→ **TASK**: What is needed here is every line of the records that includes "PartialEq".
##### SUPPLIED INFORMATION #####
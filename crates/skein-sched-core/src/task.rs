// Copyright (c) 2025 Geoffrey Huntley <ghuntley@ghuntley.com>. All rights reserved.
// SPDX-License-Identifier: Proprietary

//! Task declarations.

use std::collections::BTreeMap;
use std::time::Duration;

use chrono::{DateTime, Utc};
use serde::{Deserialize, Serialize};

use crate::error::{Result, SchedError};
use crate::retry::RetryPolicy;
use crate::schedule::Schedule;

/// Kubernetes label values and pod name segments cap at 63 characters.
pub const MAX_TASK_NAME_LEN: usize = 63;

fn default_timezone() -> String {
	"UTC".to_string()
}

fn default_max_active_runs() -> u32 {
	1
}

fn default_true() -> bool {
	true
}

/// Which run events produce a notification.
#[derive(Debug, Clone, Copy, PartialEq, Eq, Serialize, Deserialize)]
pub struct NotificationPolicy {
	#[serde(default = "default_true")]
	pub on_failure: bool,
	#[serde(default = "default_true")]
	pub on_retry: bool,
}

impl Default for NotificationPolicy {
	fn default() -> Self {
		Self {
			on_failure: true,
			on_retry: true,
		}
	}
}

/// A declared unit of scheduled work.
#[derive(Debug, Clone, PartialEq, Serialize, Deserialize)]
pub struct TaskSpec {
	pub name: String,
	pub image: String,
	pub schedule: String,
	#[serde(default = "default_timezone")]
	pub timezone: String,
	#[serde(default)]
	pub start_date: Option<DateTime<Utc>>,
	#[serde(default)]
	pub max_retries: u32,
	#[serde(default)]
	pub retry_delay_secs: Option<u64>,
	#[serde(default)]
	pub owner: Option<String>,
	#[serde(default)]
	pub email: Vec<String>,
	#[serde(default = "default_max_active_runs")]
	pub max_active_runs: u32,
	#[serde(default)]
	pub execution_timeout_secs: Option<u64>,
	#[serde(default)]
	pub params: BTreeMap<String, String>,
	#[serde(default)]
	pub command: Option<Vec<String>>,
	#[serde(default)]
	pub args: Option<Vec<String>>,
	#[serde(default)]
	pub notify: NotificationPolicy,
	#[serde(default)]
	pub labels: BTreeMap<String, String>,
}

impl TaskSpec {
	/// A spec with every optional field at its default.
	pub fn new(name: impl Into<String>, image: impl Into<String>, schedule: impl Into<String>) -> Self {
		Self {
			name: name.into(),
			image: image.into(),
			schedule: schedule.into(),
			timezone: default_timezone(),
			start_date: None,
			max_retries: 0,
			retry_delay_secs: None,
			owner: None,
			email: Vec::new(),
			max_active_runs: default_max_active_runs(),
			execution_timeout_secs: None,
			params: BTreeMap::new(),
			command: None,
			args: None,
			notify: NotificationPolicy::default(),
			labels: BTreeMap::new(),
		}
	}

	pub fn retry_delay(&self) -> Option<Duration> {
		self.retry_delay_secs.map(Duration::from_secs)
	}

	pub fn execution_timeout(&self) -> Option<Duration> {
		self.execution_timeout_secs.map(Duration::from_secs)
	}

	/// The effective retry policy: `base` with this task's `retry_delay` applied.
	pub fn retry_policy(&self, base: RetryPolicy) -> RetryPolicy {
		match self.retry_delay() {
			Some(delay) => base.with_base(delay),
			None => base,
		}
	}

	/// Parse the schedule in the task's timezone.
	pub fn parsed_schedule(&self) -> Result<Schedule> {
		Schedule::parse_in(&self.schedule, &self.timezone)
	}

	/// Check every field, returning the parsed schedule on success.
	pub fn validate(&self) -> Result<Schedule> {
		validate_name(&self.name)?;

		if self.image.trim().is_empty() {
			return Err(SchedError::invalid_spec(&self.name, "image must not be empty"));
		}
		if self.max_active_runs == 0 {
			return Err(SchedError::invalid_spec(
				&self.name,
				"max_active_runs must be at least 1",
			));
		}
		if self.execution_timeout_secs == Some(0) {
			return Err(SchedError::invalid_spec(
				&self.name,
				"execution_timeout_secs must be greater than zero",
			));
		}
		if let Some(command) = &self.command {
			if command.is_empty() {
				return Err(SchedError::invalid_spec(&self.name, "command must not be empty"));
			}
		}

		self.parsed_schedule()
	}
}

/// Task names end up in pod names and label values.
pub fn validate_name(name: &str) -> Result<()> {
	if name.is_empty() {
		return Err(SchedError::invalid_spec(name, "name must not be empty"));
	}
	if name.len() > MAX_TASK_NAME_LEN {
		return Err(SchedError::invalid_spec(
			name,
			format!("name must be at most {MAX_TASK_NAME_LEN} characters"),
		));
	}
	if !name
		.chars()
		.all(|c| c.is_ascii_lowercase() || c.is_ascii_digit() || matches!(c, '-' | '_' | '.'))
	{
		return Err(SchedError::invalid_spec(
			name,
			"name may only contain lowercase letters, digits, '-', '_' and '.'",
		));
	}
	Ok(())
}

#[cfg(test)]
mod tests {
	use super::*;

	fn spec() -> TaskSpec {
		TaskSpec::new("nightly-report", "ghcr.io/acme/report:1.4", "0 2 * * *")
	}

	#[test]
	fn test_valid_spec() {
		let schedule = spec().validate().unwrap();
		assert!(!schedule.is_once());
	}

	#[test]
	fn test_name_rules() {
		assert!(validate_name("etl.daily_v2-a").is_ok());
		assert!(validate_name("").is_err());
		assert!(validate_name("Upper").is_err());
		assert!(validate_name("has space").is_err());
		assert!(validate_name(&"a".repeat(63)).is_ok());
		assert!(validate_name(&"a".repeat(64)).is_err());
	}

	#[test]
	fn test_rejects_zero_concurrency() {
		let mut spec = spec();
		spec.max_active_runs = 0;
		assert!(matches!(
			spec.validate(),
			Err(SchedError::InvalidTaskSpec { .. })
		));
	}

	#[test]
	fn test_rejects_empty_image_and_command() {
		let mut bad_image = spec();
		bad_image.image = " ".into();
		assert!(bad_image.validate().is_err());

		let mut bad_command = spec();
		bad_command.command = Some(vec![]);
		assert!(bad_command.validate().is_err());
	}

	#[test]
	fn test_rejects_bad_schedule_and_timezone() {
		let mut bad_schedule = spec();
		bad_schedule.schedule = "whenever".into();
		assert!(matches!(
			bad_schedule.validate(),
			Err(SchedError::InvalidScheduleExpression { .. })
		));

		let mut bad_tz = spec();
		bad_tz.timezone = "Mars/Olympus".into();
		assert!(matches!(bad_tz.validate(), Err(SchedError::InvalidTimezone(_))));
	}

	#[test]
	fn test_retry_policy_applies_task_delay() {
		let mut spec = spec();
		assert_eq!(spec.retry_policy(RetryPolicy::default()), RetryPolicy::default());

		spec.retry_delay_secs = Some(5);
		let policy = spec.retry_policy(RetryPolicy::default());
		assert_eq!(policy.backoff(1), Duration::from_secs(5));
		assert_eq!(policy.backoff(2), Duration::from_secs(10));
	}

	#[test]
	fn test_deserialize_from_toml_with_defaults() {
		let spec: TaskSpec = toml::from_str(
			r#"
			name = "sync"
			image = "busybox:1.36"
			schedule = "@every 5m"
			"#,
		)
		.unwrap();

		assert_eq!(spec.timezone, "UTC");
		assert_eq!(spec.max_active_runs, 1);
		assert_eq!(spec.max_retries, 0);
		assert!(spec.notify.on_failure);
		assert!(spec.notify.on_retry);
		assert!(spec.params.is_empty());
	}

	#[test]
	fn test_deserialize_from_toml_full() {
		let spec: TaskSpec = toml::from_str(
			r#"
			name = "sync"
			image = "busybox:1.36"
			schedule = "0 9 * * *"
			timezone = "Europe/Berlin"
			max_retries = 3
			retry_delay_secs = 30
			owner = "data-eng"
			email = ["oncall@example.com"]
			max_active_runs = 2
			execution_timeout_secs = 600
			command = ["sh", "-c"]
			args = ["echo hi"]

			[params]
			TARGET = "warehouse"

			[notify]
			on_retry = false
			"#,
		)
		.unwrap();

		assert_eq!(spec.max_retries, 3);
		assert_eq!(spec.retry_delay(), Some(Duration::from_secs(30)));
		assert_eq!(spec.execution_timeout(), Some(Duration::from_secs(600)));
		assert_eq!(spec.params.get("TARGET").map(String::as_str), Some("warehouse"));
		assert!(spec.notify.on_failure);
		assert!(!spec.notify.on_retry);
		spec.validate().unwrap();
	}
}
#####
→ **EXERCISE SOLUTION**:
#[derive(Debug, Clone, Copy, PartialEq, Eq, Serialize, Deserialize)]
#[derive(Debug, Clone, PartialEq, Serialize, Deserialize)]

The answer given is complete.